Congestion is a bit like cholesterol – if you don’t have any you die.
A World Bank study on Cairo’s traffic problem in 2010 revealed that the annual cost of traffic in the greater metropolitan area was about 50 billion Egyptian pounds – four per cent of Egypt’s entire GDP. Compared to Jakarta, which is as densely populated as the Egyptian capital and famous for its traffic but only loses 0.6 per cent of Indonesia’s GDP to traffic costs.
It’s not the same story worldwide however – many American cities with the worst congestion also have the largest economies. If nothing else, a lot of traffic is a sign that a lot of people have jobs to get to. For example, during the US government shutdown of 2013, congestion in the Northern Virginia suburbs of Washington noticeably declined.
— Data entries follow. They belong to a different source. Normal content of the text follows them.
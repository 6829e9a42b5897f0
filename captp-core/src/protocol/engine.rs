// The four-table CapTP state machine. Inputs are semantic events, outputs
// are semantic frames collected into a queue the session drains; nothing in
// here suspends. Deferred work that must run outside the table lock (promise
// resolutions, call dispatch, queue replays) comes back as PostActions.

use crate::error::RpcError;
use crate::ids::{AnswerId, EmbargoId, ExportId, ImportId, QuestionId};
use crate::protocol::cap::{Cap, HookKind, Payload};
use crate::protocol::message::{
    cap_index_at, CapDescriptor, DisembargoContext, Message, MessageTarget, MethodId,
    PipelinePath, ReturnKind, WirePayload,
};
use crate::protocol::promise::{
    new_promise, CancelGuard, PromiseCapHook, QueuedCall, StructRef, StructResolver,
};
use crate::protocol::session::{Command, ConnInner, ImportHook};
use crate::protocol::table::{AllocTable, TrackTable};
use std::collections::{HashMap, HashSet};
use std::sync::{Arc, Weak};
use tracing::{debug, warn};

/// Work the session must run after releasing the table lock: resolutions and
/// dispatches re-enter capability code, which may call back into the engine.
pub(crate) enum PostAction {
    Resolve {
        resolver: StructResolver,
        result: Result<Payload, RpcError>,
    },
    ResolveAnswer {
        answer: AnswerId,
        answer_ref: StructRef,
        resolver: StructResolver,
        result: Result<Payload, RpcError>,
    },
    DispatchCall {
        answer: AnswerId,
        answer_ref: StructRef,
        resolver: StructResolver,
        target: Cap,
        method: MethodId,
        params: Payload,
    },
    Replay {
        target: Cap,
        calls: Vec<QueuedCall>,
    },
}

/// A call we sent. Lives from Call emission until return received and
/// Finish sent.
struct Question {
    resolver: Option<StructResolver>,
    finish_sent: bool,
    return_received: bool,
    cancelled: bool,
    /// Paths with pipelined calls in flight; drives embargo promotion.
    pipelined_paths: HashSet<PipelinePath>,
    /// Exports counted when the call's params went out.
    param_exports: Vec<ExportId>,
}

/// A call the peer sent. Lives from Call receipt until Return sent and
/// Finish received.
struct Answer {
    struct_ref: StructRef,
    finished: bool,
    return_sent: bool,
    /// Exports counted when the return went out, for releaseResultCaps.
    result_exports: Vec<ExportId>,
}

/// A capability we published. `wire_refs` counts the references the peer
/// believes it holds.
struct Export {
    cap: Cap,
    wire_refs: u32,
}

/// A capability the peer published. The proxy is weak: dropping the last
/// user handle is what triggers Release.
struct Import {
    proxy: Weak<ImportHook>,
    remote_refs: u32,
}

/// A loopback cap waiting for its disembargo echo.
struct Embargo {
    hook: Arc<PromiseCapHook>,
    target: Cap,
}

#[derive(Debug, Clone, Copy, PartialEq, Eq, Default)]
pub struct ConnectionStats {
    pub questions: usize,
    pub answers: usize,
    pub exports: usize,
    pub imports: usize,
    pub embargoes: usize,
}

pub(crate) struct Engine {
    questions: AllocTable<QuestionId, Question>,
    answers: TrackTable<AnswerId, Answer>,
    exports: AllocTable<ExportId, Export>,
    /// Hook pointer -> export id, so a round-tripped cap reuses its slot.
    exports_by_identity: HashMap<usize, ExportId>,
    imports: TrackTable<ImportId, Import>,
    embargoes: AllocTable<EmbargoId, Embargo>,
    /// Frames awaiting the session's flush, in emission order.
    frames: Vec<Message>,
    /// Entries removed while the table lock is held. Dropping a capability
    /// can cascade into promise resolutions that re-enter the engine, so
    /// the session drops these only after unlocking.
    limbo: Vec<Box<dyn Send>>,
    dead: Option<RpcError>,
}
As John Norquist notes, “Congestion is a bit like cholesterol – if you don’t have any you die. And like cholesterol, there’s a good kind and a bad kind.”
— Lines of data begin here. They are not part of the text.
// The byte-level transport is a collaborator; the session only consumes
// these two halves. Concrete transports live in captp-transport.

use crate::protocol::message::Message;
use async_trait::async_trait;
use thiserror::Error;

#[derive(Debug, Error)]
pub enum TransportError {
    #[error("Connection closed")]
    ConnectionClosed,
    #[error("IO error: {0}")]
    Io(#[from] std::io::Error),
    #[error("Codec error: {0}")]
    Codec(String),
    #[error("Protocol error: {0}")]
    Protocol(String),
}

/// Outbound half: reliable, ordered delivery of frames.
#[async_trait]
pub trait TransportTx: Send + 'static {
    async fn send(&mut self, msg: Message) -> Result<(), TransportError>;
    async fn close(&mut self) -> Result<(), TransportError>;
}

/// Inbound half: the next frame from the peer, or `None` at end of stream.
#[async_trait]
pub trait TransportRx: Send + 'static {
    async fn recv(&mut self) -> Result<Option<Message>, TransportError>;
}

/// A transport that can be torn into its two independently-owned halves.
pub trait RpcTransport {
    type Tx: TransportTx;
    type Rx: TransportRx;

    fn split(self) -> (Self::Tx, Self::Rx);
}
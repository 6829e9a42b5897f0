pub mod codec;
pub mod error;
pub mod ids;
pub mod transport;

pub mod protocol;

pub use error::{ErrorCode, RpcError};
pub use ids::{AnswerId, EmbargoId, ExportId, ImportId, QuestionId};

pub use protocol::{
    cap::{Cap, Payload},
    message::{
        cap_index_at, cap_marker, CapDescriptor, DisembargoContext, Message, MessageTarget,
        MethodId, PipelinePath, ReturnKind, WirePayload,
    },
    promise::{StructRef, StructResolver},
    session::{Connection, ConnectionOptions, ConnectionStats},
};

pub use codec::{decode_message, encode_frame, encode_message, FrameFormat};
pub use transport::{RpcTransport, TransportError, TransportRx, TransportTx};

pub use async_trait::async_trait;

/// An in-process service reachable through a capability.
#[async_trait]
pub trait RpcTarget: Send + Sync + std::fmt::Debug {
    /// Handle one method call. Capabilities in `params` are owned by the
    /// callee; capabilities in the result transfer to the caller.
    async fn call(&self, method: MethodId, params: Payload) -> Result<Payload, RpcError>;
}
use crate::error::RpcError;
use crate::protocol::message::Message;
use bytes::{Buf, BufMut, Bytes, BytesMut};

/// How frames are delimited on the byte stream.
#[derive(Debug, Clone, Copy, PartialEq, Default)]
pub enum FrameFormat {
    LengthPrefixed,
    #[default]
    NewlineDelimited,
}

pub fn encode_message(msg: &Message) -> Result<Bytes, RpcError> {
    let json = serde_json::to_vec(msg)?;
    Ok(Bytes::from(json))
}

pub fn decode_message(data: &[u8]) -> Result<Message, RpcError> {
    let msg = serde_json::from_slice(data)?;
    Ok(msg)
}

pub fn encode_frame(msg: &Message, format: FrameFormat) -> Result<Bytes, RpcError> {
    let json = serde_json::to_vec(msg)?;

    match format {
        FrameFormat::LengthPrefixed => {
            let len = json.len() as u32;
            let mut buf = BytesMut::with_capacity(4 + json.len());
            buf.put_u32(len);
            buf.put_slice(&json);
            Ok(buf.freeze())
        }
        FrameFormat::NewlineDelimited => {
            let mut buf = BytesMut::with_capacity(json.len() + 1);
            buf.put_slice(&json);
            buf.put_u8(b'\n');
            Ok(buf.freeze())
        }
    }
}

/// Try to decode one frame from the front of `data`. `Ok(None)` means the
/// buffer does not yet hold a complete frame; a malformed frame is an error.
pub fn try_decode_frame(
    data: &[u8],
    format: FrameFormat,
) -> Result<Option<(Message, usize)>, RpcError> {
    match format {
        FrameFormat::LengthPrefixed => {
            if data.len() < 4 {
                return Ok(None);
            }
            let len = u32::from_be_bytes([data[0], data[1], data[2], data[3]]) as usize;
            let total_len = 4 + len;
            if data.len() < total_len {
                return Ok(None);
            }
            let msg = decode_message(&data[4..total_len])?;
            Ok(Some((msg, total_len)))
        }
        FrameFormat::NewlineDelimited => {
            let newline_pos = match data.iter().position(|&b| b == b'\n') {
                Some(pos) => pos,
                None => return Ok(None),
            };
            let msg = decode_message(&data[..newline_pos])?;
            Ok(Some((msg, newline_pos + 1)))
        }
    }
}

/// Drain as many complete frames as the buffer holds, consuming them.
pub fn drain_frames(
    buffer: &mut BytesMut,
    format: FrameFormat,
) -> Result<Vec<Message>, RpcError> {
    let mut frames = Vec::new();
    while let Some((msg, consumed)) = try_decode_frame(buffer, format)? {
        buffer.advance(consumed);
        frames.push(msg);
    }
    Ok(frames)
}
In a study of the economic effects of traffic, Matthias Sweet found that higher levels of congestion are initially associated with faster economic growth. But, above a certain threshold congestion starts to become a drag on growth. It seems that job growth slows when congestion gets to be worse than about 35 to 37 hours of delay per commuter per year (or about four and a half minutes per one way trip).